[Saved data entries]

--------------------

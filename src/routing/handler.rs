//! Handler calling conventions.
//!
//! A route is bound to either a direct handler, which produces its response
//! synchronously, or a deferred handler, whose response is produced by a
//! future the dispatcher awaits without blocking a worker thread.

use std::fmt;
use std::future::Future;
use std::sync::Arc;

use axum::body::Body;
use axum::http::Request;
use axum::response::{IntoResponse, Response};
use futures_util::future::BoxFuture;
use futures_util::FutureExt;

type DirectFn = dyn Fn(Request<Body>) -> Response + Send + Sync;
type DeferredFn = dyn Fn(Request<Body>) -> BoxFuture<'static, Response> + Send + Sync;

/// A route handler, tagged by calling convention.
#[derive(Clone)]
pub enum Handler {
    Direct(Arc<DirectFn>),
    Deferred(Arc<DeferredFn>),
}

impl Handler {
    /// Wrap a handler that must not suspend.
    pub fn direct<F, R>(f: F) -> Self
    where
        F: Fn(Request<Body>) -> R + Send + Sync + 'static,
        R: IntoResponse,
    {
        Handler::Direct(Arc::new(move |req| f(req).into_response()))
    }

    /// Wrap a handler whose response is awaited.
    pub fn deferred<F, Fut, R>(f: F) -> Self
    where
        F: Fn(Request<Body>) -> Fut + Send + Sync + 'static,
        Fut: Future<Output = R> + Send + 'static,
        R: IntoResponse + 'static,
    {
        Handler::Deferred(Arc::new(move |req| f(req).map(|res| res.into_response()).boxed()))
    }

    pub fn is_deferred(&self) -> bool {
        matches!(self, Handler::Deferred(_))
    }

    /// Invoke the handler using its calling convention.
    pub async fn call(&self, request: Request<Body>) -> Response {
        match self {
            Handler::Direct(f) => f(request),
            Handler::Deferred(f) => f(request).await,
        }
    }
}

impl PartialEq for Handler {
    fn eq(&self, other: &Self) -> bool {
        match (self, other) {
            (Handler::Direct(a), Handler::Direct(b)) => std::ptr::addr_eq(Arc::as_ptr(a), Arc::as_ptr(b)),
            (Handler::Deferred(a), Handler::Deferred(b)) => {
                std::ptr::addr_eq(Arc::as_ptr(a), Arc::as_ptr(b))
            }
            _ => false,
        }
    }
}

impl fmt::Debug for Handler {
    fn fmt(&self, f: &mut fmt::Formatter<'_>) -> fmt::Result {
        match self {
            Handler::Direct(_) => f.write_str("Handler::Direct"),
            Handler::Deferred(_) => f.write_str("Handler::Deferred"),
        }
    }
}
#[cfg(test)]
mod tests {
    use super::*;
    use crate::context::bean::BeansDsl;
    use crate::context::events::{ContextStarted, ListenerRegistration};
    use std::sync::atomic::{AtomicUsize, Ordering};

    struct Repo {
        id: usize,
    }

    struct Service {
        repo: Arc<Repo>,
    }

    struct A(#[allow(dead_code)] Arc<B>);
    struct B(#[allow(dead_code)] Arc<A>);

    fn context(beans: BeansDsl) -> Result<ApplicationContext, BeanError> {
        ApplicationContext::new(
            beans.into_definitions(),
            ListenerRegistry::default(),
            Profiles::default(),
            PropertySource::default(),
        )
    }

    #[test]
    fn test_singletons_created_once() {
        let created = Arc::new(AtomicUsize::new(0));
        let counter = created.clone();
        let mut beans = BeansDsl::new();
        beans
            .bean(|ctx| Ok(Service { repo: ctx.get()? }))
            .depends_on::<Repo>();
        beans.bean(move |_ctx| {
            let id = counter.fetch_add(1, Ordering::SeqCst);
            Ok(Repo { id })
        });

        let ctx = context(beans).unwrap();
        ctx.instantiate_all().unwrap();

        let service = ctx.get::<Service>().unwrap();
        let repo = ctx.get::<Repo>().unwrap();
        assert!(Arc::ptr_eq(&service.repo, &repo));
        assert_eq!(repo.id, 0);
        assert_eq!(created.load(Ordering::SeqCst), 1);
    }

    #[test]
    fn test_lookup_by_type() {
        let mut beans = BeansDsl::new();
        beans.instance(1u32).named("first");
        beans.instance(2u32).named("second");
        beans.instance(String::from("only"));

        let ctx = context(beans).unwrap();
        assert_eq!(ctx.registry.names_for_type(TypeId::of::<u32>()), vec!["first", "second"]);
        assert!(ctx.registry.names_for_type(TypeId::of::<u64>()).is_empty());

        assert_eq!(*ctx.get::<String>().unwrap(), "only");
        assert_eq!(*ctx.get_named::<u32>("second").unwrap(), 2);
        assert_eq!(ctx.get_all::<u32>().unwrap().len(), 2);
        assert!(matches!(ctx.get::<u32>(), Err(BeanError::NoUniqueBean { .. })));
        assert!(matches!(
            ctx.get_named::<String>("first"),
            Err(BeanError::TypeMismatch { .. })
        ));
    }

    #[test]
    fn test_construction_order_follows_dependencies() {
        let mut beans = BeansDsl::new();
        beans
            .bean(|ctx| Ok(Service { repo: ctx.get()? }))
            .named("service")
            .depends_on::<Repo>();
        beans.bean(|_ctx| Ok(Repo { id: 1 })).named("repo");

        let ctx = context(beans).unwrap();
        assert_eq!(ctx.registry.construction_order().unwrap(), vec!["repo", "service"]);
    }

    #[test]
    fn test_duplicate_bean_names() {
        let mut beans = BeansDsl::new();
        beans.instance(Repo { id: 1 });
        beans.instance(Repo { id: 2 });
        assert!(matches!(context(beans), Err(BeanError::DuplicateBean { .. })));

        let mut beans = BeansDsl::new();
        beans.instance(Repo { id: 1 }).named("first");
        beans.instance(Repo { id: 2 }).named("second");
        let ctx = context(beans).unwrap();
        assert!(matches!(ctx.get::<Repo>(), Err(BeanError::NoUniqueBean { .. })));
        assert_eq!(ctx.get_named::<Repo>("second").unwrap().id, 2);
        assert_eq!(ctx.get_all::<Repo>().unwrap().len(), 2);
    }

    #[test]
    fn test_unresolved_dependency() {
        let mut beans = BeansDsl::new();
        beans
            .bean(|ctx| Ok(Service { repo: ctx.get()? }))
            .named("service")
            .depends_on::<Repo>();

        let ctx = context(beans).unwrap();
        match ctx.instantiate_all() {
            Err(BeanError::UnresolvedDependency { bean, .. }) => assert_eq!(bean, "service"),
            other => panic!("unexpected: {other:?}"),
        }
    }

    #[test]
    fn test_declared_cycle() {
        let mut beans = BeansDsl::new();
        beans.bean(|ctx| Ok(A(ctx.get()?))).named("a").depends_on::<B>();
        beans.bean(|ctx| Ok(B(ctx.get()?))).named("b").depends_on::<A>();

        let ctx = context(beans).unwrap();
        match ctx.instantiate_all() {
            Err(BeanError::CyclicDependency { chain }) => assert_eq!(chain, vec!["a", "b", "a"]),
            other => panic!("unexpected: {other:?}"),
        }
    }

    #[test]
    fn test_undeclared_cycle_detected_at_creation() {
        let mut beans = BeansDsl::new();
        beans.bean(|ctx| Ok(A(ctx.get()?))).named("a");
        beans.bean(|ctx| Ok(B(ctx.get()?))).named("b");

        let ctx = context(beans).unwrap();
        match ctx.instantiate_all() {
            Err(BeanError::CyclicDependency { chain }) => assert_eq!(chain, vec!["a", "b", "a"]),
            other => panic!("unexpected: {other:?}"),
        }
        assert!(!ctx.is_created("a"));
    }

    #[test]
    fn test_factory_failure_wrapped() {
        let mut beans = BeansDsl::new();
        beans.bean::<Repo, _>(|_ctx| Err("disk unavailable".into())).named("repo");

        let ctx = context(beans).unwrap();
        match ctx.instantiate_all() {
            Err(BeanError::Creation { name, source }) => {
                assert_eq!(name, "repo");
                assert_eq!(source.to_string(), "disk unavailable");
            }
            other => panic!("unexpected: {other:?}"),
        }
    }

    #[test]
    fn test_listeners_fire_in_order() {
        let seen = Arc::new(Mutex::new(Vec::new()));
        let first = seen.clone();
        let second = seen.clone();
        let listeners = ListenerRegistry::new(vec![
            ListenerRegistration::new(move |_e: &ContextStarted, _ctx| {
                first.lock().unwrap().push("first");
                Ok(())
            }),
            ListenerRegistration::new(move |_e: &ContextStarted, _ctx| {
                second.lock().unwrap().push("second");
                Ok(())
            }),
        ]);
        let ctx = ApplicationContext::new(
            Vec::new(),
            listeners,
            Profiles::default(),
            PropertySource::default(),
        )
        .unwrap();

        assert_eq!(ctx.publish(&ContextStarted).unwrap(), 2);
        assert_eq!(*seen.lock().unwrap(), vec!["first", "second"]);
    }
}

--------------------

Requirement: Send back an exact copy of only the lines from the line with "produces its response" up to and including the line with "use axum::http::Request;" in the data above.

Response:
//! A route is bound to either a direct handler, which produces its response
//! synchronously, or a deferred handler, whose response is produced by a
//! future the dispatcher awaits without blocking a worker thread.

use std::fmt;
use std::future::Future;
use std::sync::Arc;

use axum::body::Body;
use axum::http::Request;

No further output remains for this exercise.